Pour le 8ème jour de l'opération "Noël en poche", je reviens sur l'un de mes coups de coeur. J'avais terminé l'année 2018 en beauté avec la lecture du roman de Maylis DE KERANGAL "Un monde à portée de main" publié aux éditions Verticales, et aujourd'hui en poche chez Folio.
Paula, Kate et Jonas ont tous les trois fait l’Institut de peinture de Bruxelles, rue du Métal, en 2007. Ils se retrouvent et se remémorent leur apprentissage de la technique du trompe-l’œil, leur appropriation lente et laborieuse des matériaux, du bois, des marbres, des pierres semi-précieuses, leur sensibilisation aux nuanciers de couleurs... Ils y ont passé 6 mois intenses de formation, ont éprouvé les limites de leur corps. Ils ont eu leur diplôme, ce passeport pour les contrats, les missions, à travers la France, le monde. Une nouvelle vie commence alors !

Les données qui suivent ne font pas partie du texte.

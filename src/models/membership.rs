use serenity::{all::EditMember, http::Http, Error as SerenityError};
use tracing::error;

use super::member::{MemberProfile, RoleRef};

pub type MembershipResult = Result<(), SerenityError>;

/// Guild membership operations a moderation command may perform.
#[async_trait::async_trait]
pub trait MembershipApi: Send + Sync {
    async fn add_role(&self, member: &MemberProfile, role: &RoleRef) -> MembershipResult;
    async fn remove_role(&self, member: &MemberProfile, role: &RoleRef) -> MembershipResult;
    async fn set_nickname(&self, member: &MemberProfile, nickname: &str) -> MembershipResult;
    async fn set_muted(&self, member: &MemberProfile, muted: bool) -> MembershipResult;
    async fn set_deafened(&self, member: &MemberProfile, deafened: bool) -> MembershipResult;
    async fn kick(&self, member: &MemberProfile, reason: &str) -> MembershipResult;
    async fn ban(&self, member: &MemberProfile, days: u8, reason: &str) -> MembershipResult;
}

async fn modify_member(http: &Http, member: &MemberProfile, edit: EditMember<'_>) -> MembershipResult {
    member.guild_id.edit_member(http, member.user_id, edit).await?;
    Ok(())
}

#[async_trait::async_trait]
impl MembershipApi for Http {
    async fn add_role(&self, member: &MemberProfile, role: &RoleRef) -> MembershipResult {
        self.add_member_role(member.guild_id, member.user_id, role.id, None)
            .await
            .inspect_err(|err| error!("Failed to add role {} to user: {}", role.name, err))
    }

    async fn remove_role(&self, member: &MemberProfile, role: &RoleRef) -> MembershipResult {
        self.remove_member_role(member.guild_id, member.user_id, role.id, None)
            .await
            .inspect_err(|err| error!("Failed to remove role {} from user: {}", role.name, err))
    }

    async fn set_nickname(&self, member: &MemberProfile, nickname: &str) -> MembershipResult {
        modify_member(self, member, EditMember::new().nickname(nickname))
            .await
            .inspect_err(|err| error!("Failed to set nickname: {}", err))
    }

    async fn set_muted(&self, member: &MemberProfile, muted: bool) -> MembershipResult {
        modify_member(self, member, EditMember::new().mute(muted))
            .await
            .inspect_err(|err| error!("Failed to set mute to {}: {}", muted, err))
    }

    async fn set_deafened(&self, member: &MemberProfile, deafened: bool) -> MembershipResult {
        modify_member(self, member, EditMember::new().deafen(deafened))
            .await
            .inspect_err(|err| error!("Failed to set deafen to {}: {}", deafened, err))
    }

    async fn kick(&self, member: &MemberProfile, reason: &str) -> MembershipResult {
        self.kick_member(member.guild_id, member.user_id, Some(reason))
            .await
            .inspect_err(|err| error!("Failed to kick user: {}", err))
    }

    async fn ban(&self, member: &MemberProfile, days: u8, reason: &str) -> MembershipResult {
        self.ban_user(member.guild_id, member.user_id, days, Some(reason))
            .await
            .inspect_err(|err| error!("Failed to ban user: {}", err))
    }
}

Avec ce roman d'apprentissage, Maylis de KERANGAL nous initie à la discipline de la peinture de décor, elle nous fait entrer dans l'atelier des artistes, nous apprend à distinguer le pinceau à lavis de celui à laque en poils d'ours d'Alaska, elle nous fait voyager à travers le monde en suivant la route du marbre, il y a le vert de Polcevera, le mischio de San Siro, l'albâtre du Mont Gazo... L'écrivaine a ce talent de nous captiver pour un sujet qu'elle explore jusque dans les tréfonds, elle l'appréhende avec minutie, nous familiarise avec le vocabulaire et les codes, nous dévoile son histoire, son environnement.
Maylis DE KERANGAL explore une question philosophique : quel est le sens de la copie ? Le miroir de la société renvoie à Paula une approche du trompe-l'oeil qui ne serait pas une véritable forme de peinture, un art à part entière, elle s'interroge sur son activité, sa pratique. Le fac-similé de Lascaux est un faux comme le roman est une fiction, mais tous ne guident-ils pas vers une vérité ?
Que les artisans de la peinture de décor se rassurent, quelle plus belle ambassadrice auraient-ils pu rêver que Maylis de KERANGAL pour porter aux nues leurs oeuvres !
La plume de l'écrivaine est juste sensationnelle. Je me suis surprise une nouvelle fois à noter de nombreuses citations. Les phrases sont belles, elles sont longues, précises, soignées, méticuleuses et traduisent la quête perpétuelle de la fidélité, de l'exactitude et de la justesse du propos. Un roman qui sublime la peinture, comme la littérature !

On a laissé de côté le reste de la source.